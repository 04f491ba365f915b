//! Typed messages exchanged between the pipeline manager and its worker.
//!
//! The worker is a plain tokio task, so these enums travel over mpsc
//! channels rather than a serialized boundary — but they all derive serde
//! with a `type`/`data` envelope so a host bridge (IPC, WebSocket, logs)
//! can forward them verbatim.
//!
//! Ordering contract: within one job, [`WorkerEvent::Progress`] events are
//! strictly ordered with `current` increasing 1..=total, and exactly one
//! terminal event (`Complete`, `Cancelled`, or `Error`) is sent last.
//! Nothing follows a terminal event.

use crate::config::JobConfig;
use crate::error::ImageFault;
use crate::output::NormalizedImage;
use serde::{Deserialize, Serialize};

/// One raw input image submitted to the pipeline.
///
/// `bytes` ownership moves into the worker at job start; the caller keeps
/// no copy. `media_type` is the caller-declared MIME type — decoding sniffs
/// the real format from the bytes, so a wrong declaration is harmless and
/// only affects logging.
#[derive(Debug, Clone, Serialize, Deserialize)]
pub struct InputImage {
    pub name: String,
    pub media_type: String,
    #[serde(with = "serde_bytes_b64")]
    pub bytes: Vec<u8>,
}

impl InputImage {
    pub fn new(name: impl Into<String>, media_type: impl Into<String>, bytes: Vec<u8>) -> Self {
        Self {
            name: name.into(),
            media_type: media_type.into(),
            bytes,
        }
    }
}

/// Commands sent from the manager to the worker.
#[derive(Debug, Serialize, Deserialize)]
#[serde(tag = "type", content = "data", rename_all = "lowercase")]
pub enum WorkerCommand {
    /// Begin processing the queue. Sent exactly once per worker.
    Start {
        files: Vec<InputImage>,
        config: JobConfig,
    },
    /// Request cooperative cancellation; observed at the next queue
    /// boundary.
    Cancel,
}

/// Events sent from the worker back to the manager.
#[derive(Debug, Serialize, Deserialize)]
#[serde(tag = "type", content = "data", rename_all = "lowercase")]
pub enum WorkerEvent {
    /// One image is about to be processed.
    Progress(ProgressEvent),
    /// Terminal: the queue is exhausted; carries everything the assembly
    /// step needs.
    Complete(CompletionPayload),
    /// Terminal: a cancel request was observed at a queue boundary.
    Cancelled,
    /// Terminal: the worker failed as a whole (never a single bad image).
    Error { message: String },
}

/// Per-image progress, emitted as each image begins processing.
#[derive(Debug, Clone, PartialEq, Eq, Serialize, Deserialize)]
pub struct ProgressEvent {
    /// 1-based index of the image being processed.
    pub current: usize,
    /// Total images in the queue.
    pub total: usize,
    /// `round(current / total * 100)`.
    pub percentage: u8,
    /// Human-readable status line, e.g. `processing photo.png`.
    pub message: String,
}

impl ProgressEvent {
    pub(crate) fn for_image(current: usize, total: usize, name: &str) -> Self {
        debug_assert!(current >= 1 && current <= total);
        Self {
            current,
            total,
            percentage: ((current as f64 / total as f64) * 100.0).round() as u8,
            message: format!("processing {name}"),
        }
    }
}

/// The worker's completion payload: every submitted image ends up either in
/// `images` (normalized, in input order) or in `faults`.
///
/// The manager checks that accounting (`images + faults == total`) before
/// assembling; a mismatch means results were lost in transit and the job
/// fails rather than silently shipping a short document.
#[derive(Debug, Serialize, Deserialize)]
pub struct CompletionPayload {
    pub images: Vec<NormalizedImage>,
    pub faults: Vec<ImageFault>,
    pub total: usize,
}

impl CompletionPayload {
    /// `true` when every submitted image is accounted for.
    pub fn is_consistent(&self) -> bool {
        self.images.len() + self.faults.len() == self.total
    }
}

/// Base64 (de)serialization for raw image buffers.
///
/// Raw bytes serialize as a JSON array of numbers by default, which is
/// useless for IPC payload sizes. Base64 matches what browser and Electron
/// hosts expect for binary fields.
pub(crate) mod serde_bytes_b64 {
    use base64::{engine::general_purpose::STANDARD, Engine as _};
    use serde::{Deserialize, Deserializer, Serializer};

    pub fn serialize<S: Serializer>(bytes: &[u8], ser: S) -> Result<S::Ok, S::Error> {
        ser.serialize_str(&STANDARD.encode(bytes))
    }

    pub fn deserialize<'de, D: Deserializer<'de>>(de: D) -> Result<Vec<u8>, D::Error> {
        let s = String::deserialize(de)?;
        STANDARD.decode(s.as_bytes()).map_err(serde::de::Error::custom)
    }
}

#[cfg(test)]
mod tests {
    use super::*;

    #[test]
    fn progress_percentage_rounds() {
        let e = ProgressEvent::for_image(1, 3, "a.png");
        assert_eq!(e.percentage, 33);
        let e = ProgressEvent::for_image(2, 3, "b.png");
        assert_eq!(e.percentage, 67);
        let e = ProgressEvent::for_image(3, 3, "c.png");
        assert_eq!(e.percentage, 100);
    }

    #[test]
    fn commands_use_type_envelope() {
        let json = serde_json::to_value(&WorkerCommand::Cancel).unwrap();
        assert_eq!(json["type"], "cancel");

        let start = WorkerCommand::Start {
            files: vec![InputImage::new("a.png", "image/png", vec![1, 2, 3])],
            config: crate::JobConfig::default(),
        };
        let json = serde_json::to_value(&start).unwrap();
        assert_eq!(json["type"], "start");
        assert!(json["data"]["files"].is_array());
    }

    #[test]
    fn input_bytes_round_trip_as_base64() {
        let img = InputImage::new("x", "image/png", vec![0, 1, 2, 250, 251, 252, 253]);
        let json = serde_json::to_string(&img).unwrap();
        assert!(json.contains("\"bytes\":\""), "expected string field: {json}");
        let back: InputImage = serde_json::from_str(&json).unwrap();
        assert_eq!(back.bytes, img.bytes);
    }

    #[test]
    fn payload_consistency_accounting() {
        let p = CompletionPayload {
            images: vec![],
            faults: vec![],
            total: 0,
        };
        assert!(p.is_consistent());
        let p = CompletionPayload {
            images: vec![],
            faults: vec![],
            total: 2,
        };
        assert!(!p.is_consistent());
    }
}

━━━━━━━━━━━━━━━━━━━━

Problem to solve: Find how many lines of the material include the string "Complete". Nothing but the number should be given.

Exercise solution: 2